BEGIN Available data
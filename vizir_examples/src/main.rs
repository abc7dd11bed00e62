// Copyright 2025 the VizIR Authors
// SPDX-License-Identifier: Apache-2.0 OR MIT

//! Resolves a chart markup fixture and prints the result.
//!
//! ```text
//! vizir_examples [TREE.json] [--options OPTIONS.json]
//! ```
//!
//! Without a tree argument the bundled `weekly_sales.json` fixture is used. Set `RUST_LOG` to
//! control log output (default `info`).

use std::fs;

use vizir_charts::ChartAxis;
use vizir_markup::{Element, MarkupError, ResolveOptions, resolve_chart};

const WEEKLY_SALES: &str = include_str!("../fixtures/weekly_sales.json");

fn main() -> Result<(), MarkupError> {
    tracing_subscriber::fmt()
        .with_env_filter(
            tracing_subscriber::EnvFilter::try_from_default_env()
                .unwrap_or_else(|_| tracing_subscriber::EnvFilter::new("info")),
        )
        .init();

    let mut tree_path = None;
    let mut options_path = None;
    let mut args = std::env::args().skip(1);
    while let Some(arg) = args.next() {
        if arg == "--options" {
            options_path = args.next();
        } else {
            tree_path = Some(arg);
        }
    }

    let options: ResolveOptions = match &options_path {
        Some(path) => serde_json::from_str(&fs::read_to_string(path)?)?,
        None => ResolveOptions::default(),
    };
    let root = match &tree_path {
        Some(path) => Element::from_json_str(&fs::read_to_string(path)?)?,
        None => Element::from_json_str(WEEKLY_SALES)?,
    };
    tracing::info!(
        tree = tree_path.as_deref().unwrap_or("weekly_sales.json"),
        "resolving chart"
    );

    let resolved = resolve_chart(&root, &options);
    let chart = &resolved.value;
    println!("{chart:#?}");
    println!(
        "{} marks, {} chart modifiers, x axis: {:?}, y axis: {:?}",
        chart.content.marks().len(),
        chart.modifiers.len(),
        chart.axis(ChartAxis::X).is_some(),
        chart.axis(ChartAxis::Y).is_some(),
    );
    if !resolved.is_clean() {
        println!("{}", serde_json::to_string_pretty(&resolved.diagnostics)?);
    }
    Ok(())
}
END Available data
### [Problem details]
The data is to be reproduced in full, every line intact.

### [Problem solution]
filename vizir_examples/src/main.rs
repository abc7dd11bed00e62
// Copyright 2025 the VizIR Authors
// SPDX-License-Identifier: Apache-2.0 OR MIT

//! Resolves a chart markup fixture and prints the result.
//!
//! ```text
//! vizir_examples [TREE.json] [--options OPTIONS.json]
//! ```
//!
//! Without a tree argument the bundled `weekly_sales.json` fixture is used. Set `RUST_LOG` to
//! control log output (default `info`).

use std::fs;

use vizir_charts::ChartAxis;
use vizir_markup::{Element, MarkupError, ResolveOptions, resolve_chart};

const WEEKLY_SALES: &str = include_str!("../fixtures/weekly_sales.json");

fn main() -> Result<(), MarkupError> {
    tracing_subscriber::fmt()
        .with_env_filter(
            tracing_subscriber::EnvFilter::try_from_default_env()
                .unwrap_or_else(|_| tracing_subscriber::EnvFilter::new("info")),
        )
        .init();

    let mut tree_path = None;
    let mut options_path = None;
    let mut args = std::env::args().skip(1);
    while let Some(arg) = args.next() {
        if arg == "--options" {
            options_path = args.next();
        } else {
            tree_path = Some(arg);
        }
    }

    let options: ResolveOptions = match &options_path {
        Some(path) => serde_json::from_str(&fs::read_to_string(path)?)?,
        None => ResolveOptions::default(),
    };
    let root = match &tree_path {
        Some(path) => Element::from_json_str(&fs::read_to_string(path)?)?,
        None => Element::from_json_str(WEEKLY_SALES)?,
    };
    tracing::info!(
        tree = tree_path.as_deref().unwrap_or("weekly_sales.json"),
        "resolving chart"
    );

    let resolved = resolve_chart(&root, &options);
    let chart = &resolved.value;
    println!("{chart:#?}");
    println!(
        "{} marks, {} chart modifiers, x axis: {:?}, y axis: {:?}",
        chart.content.marks().len(),
        chart.modifiers.len(),
        chart.axis(ChartAxis::X).is_some(),
        chart.axis(ChartAxis::Y).is_some(),
    );
    if !resolved.is_clean() {
        println!("{}", serde_json::to_string_pretty(&resolved.diagnostics)?);
    }
    Ok(())
}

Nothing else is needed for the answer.